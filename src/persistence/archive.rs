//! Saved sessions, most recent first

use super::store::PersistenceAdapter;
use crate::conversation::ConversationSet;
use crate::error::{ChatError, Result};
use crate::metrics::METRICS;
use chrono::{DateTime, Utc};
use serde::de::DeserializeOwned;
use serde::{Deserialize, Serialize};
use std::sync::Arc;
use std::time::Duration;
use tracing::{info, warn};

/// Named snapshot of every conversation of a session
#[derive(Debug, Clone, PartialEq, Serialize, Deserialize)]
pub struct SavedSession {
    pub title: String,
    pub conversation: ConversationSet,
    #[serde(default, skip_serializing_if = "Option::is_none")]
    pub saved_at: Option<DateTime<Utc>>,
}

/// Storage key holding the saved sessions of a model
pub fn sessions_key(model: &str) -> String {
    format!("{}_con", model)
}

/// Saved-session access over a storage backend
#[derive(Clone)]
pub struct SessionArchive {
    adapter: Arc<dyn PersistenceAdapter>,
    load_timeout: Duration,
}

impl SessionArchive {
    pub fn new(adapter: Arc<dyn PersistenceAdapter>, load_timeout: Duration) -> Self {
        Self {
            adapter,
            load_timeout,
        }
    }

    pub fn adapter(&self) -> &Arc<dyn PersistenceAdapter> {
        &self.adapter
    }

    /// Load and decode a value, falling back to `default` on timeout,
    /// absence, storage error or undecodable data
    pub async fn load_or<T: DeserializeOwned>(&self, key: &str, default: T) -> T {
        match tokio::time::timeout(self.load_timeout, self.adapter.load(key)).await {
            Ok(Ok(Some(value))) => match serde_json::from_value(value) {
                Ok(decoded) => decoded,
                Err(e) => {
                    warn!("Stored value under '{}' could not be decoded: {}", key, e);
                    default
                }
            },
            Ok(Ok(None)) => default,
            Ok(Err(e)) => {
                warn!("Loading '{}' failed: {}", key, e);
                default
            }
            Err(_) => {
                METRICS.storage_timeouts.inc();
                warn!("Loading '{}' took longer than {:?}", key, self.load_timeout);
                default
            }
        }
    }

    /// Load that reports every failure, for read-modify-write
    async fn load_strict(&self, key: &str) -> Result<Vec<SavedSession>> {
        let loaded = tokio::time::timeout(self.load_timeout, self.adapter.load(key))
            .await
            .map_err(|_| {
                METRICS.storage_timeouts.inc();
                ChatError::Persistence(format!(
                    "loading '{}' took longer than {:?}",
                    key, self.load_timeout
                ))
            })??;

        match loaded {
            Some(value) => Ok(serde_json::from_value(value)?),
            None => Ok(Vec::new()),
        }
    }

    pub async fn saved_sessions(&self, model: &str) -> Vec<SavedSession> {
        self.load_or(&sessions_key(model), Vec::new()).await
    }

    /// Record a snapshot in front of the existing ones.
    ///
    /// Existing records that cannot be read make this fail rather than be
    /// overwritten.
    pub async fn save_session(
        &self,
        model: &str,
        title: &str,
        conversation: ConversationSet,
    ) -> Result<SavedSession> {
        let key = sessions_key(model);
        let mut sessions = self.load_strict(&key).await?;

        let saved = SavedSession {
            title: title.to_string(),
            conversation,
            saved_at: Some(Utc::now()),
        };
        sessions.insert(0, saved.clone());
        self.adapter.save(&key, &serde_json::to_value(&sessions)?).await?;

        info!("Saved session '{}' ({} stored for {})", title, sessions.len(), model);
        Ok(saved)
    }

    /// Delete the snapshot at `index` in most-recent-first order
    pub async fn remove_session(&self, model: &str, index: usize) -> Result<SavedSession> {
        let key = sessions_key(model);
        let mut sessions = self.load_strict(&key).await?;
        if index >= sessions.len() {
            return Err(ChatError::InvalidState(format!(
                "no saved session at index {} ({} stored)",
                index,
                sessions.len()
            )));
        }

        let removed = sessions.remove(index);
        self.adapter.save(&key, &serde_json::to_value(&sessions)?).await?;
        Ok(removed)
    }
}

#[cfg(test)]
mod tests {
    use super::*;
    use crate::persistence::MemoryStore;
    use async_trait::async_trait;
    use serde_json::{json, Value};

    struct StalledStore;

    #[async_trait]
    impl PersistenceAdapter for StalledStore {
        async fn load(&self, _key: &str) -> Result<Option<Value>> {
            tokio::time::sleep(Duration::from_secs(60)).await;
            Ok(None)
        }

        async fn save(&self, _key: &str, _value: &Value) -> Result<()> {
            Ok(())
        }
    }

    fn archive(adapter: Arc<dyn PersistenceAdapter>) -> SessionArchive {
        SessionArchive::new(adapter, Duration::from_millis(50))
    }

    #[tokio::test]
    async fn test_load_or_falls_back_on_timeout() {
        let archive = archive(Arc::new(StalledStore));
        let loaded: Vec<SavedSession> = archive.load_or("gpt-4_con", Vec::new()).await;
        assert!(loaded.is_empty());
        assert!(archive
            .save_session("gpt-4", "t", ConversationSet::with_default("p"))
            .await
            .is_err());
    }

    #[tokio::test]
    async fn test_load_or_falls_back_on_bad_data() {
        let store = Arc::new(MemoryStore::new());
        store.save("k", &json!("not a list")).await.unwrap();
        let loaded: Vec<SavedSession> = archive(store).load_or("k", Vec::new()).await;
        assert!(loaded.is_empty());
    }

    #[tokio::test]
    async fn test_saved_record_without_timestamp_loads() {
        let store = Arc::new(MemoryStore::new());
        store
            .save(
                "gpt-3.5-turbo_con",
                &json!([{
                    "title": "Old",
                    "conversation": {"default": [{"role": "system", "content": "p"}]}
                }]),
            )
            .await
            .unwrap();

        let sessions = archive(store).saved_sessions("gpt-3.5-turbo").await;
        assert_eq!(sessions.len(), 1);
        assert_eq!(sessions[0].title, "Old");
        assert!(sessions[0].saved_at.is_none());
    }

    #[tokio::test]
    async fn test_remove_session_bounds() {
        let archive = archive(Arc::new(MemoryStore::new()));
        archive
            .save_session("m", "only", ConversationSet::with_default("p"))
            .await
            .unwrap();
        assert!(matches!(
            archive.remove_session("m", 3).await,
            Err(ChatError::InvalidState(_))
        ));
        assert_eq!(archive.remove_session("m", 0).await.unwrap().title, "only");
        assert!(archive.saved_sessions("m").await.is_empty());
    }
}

#####

*DIRECTIONS*. Nothing but the lines with "Duration" should be returned, copied from the entries above.

*COMPLETED EXERCISE*.
use std::time::Duration;
    load_timeout: Duration,
    pub fn new(adapter: Arc<dyn PersistenceAdapter>, load_timeout: Duration) -> Self {
            tokio::time::sleep(Duration::from_secs(60)).await;
        SessionArchive::new(adapter, Duration::from_millis(50))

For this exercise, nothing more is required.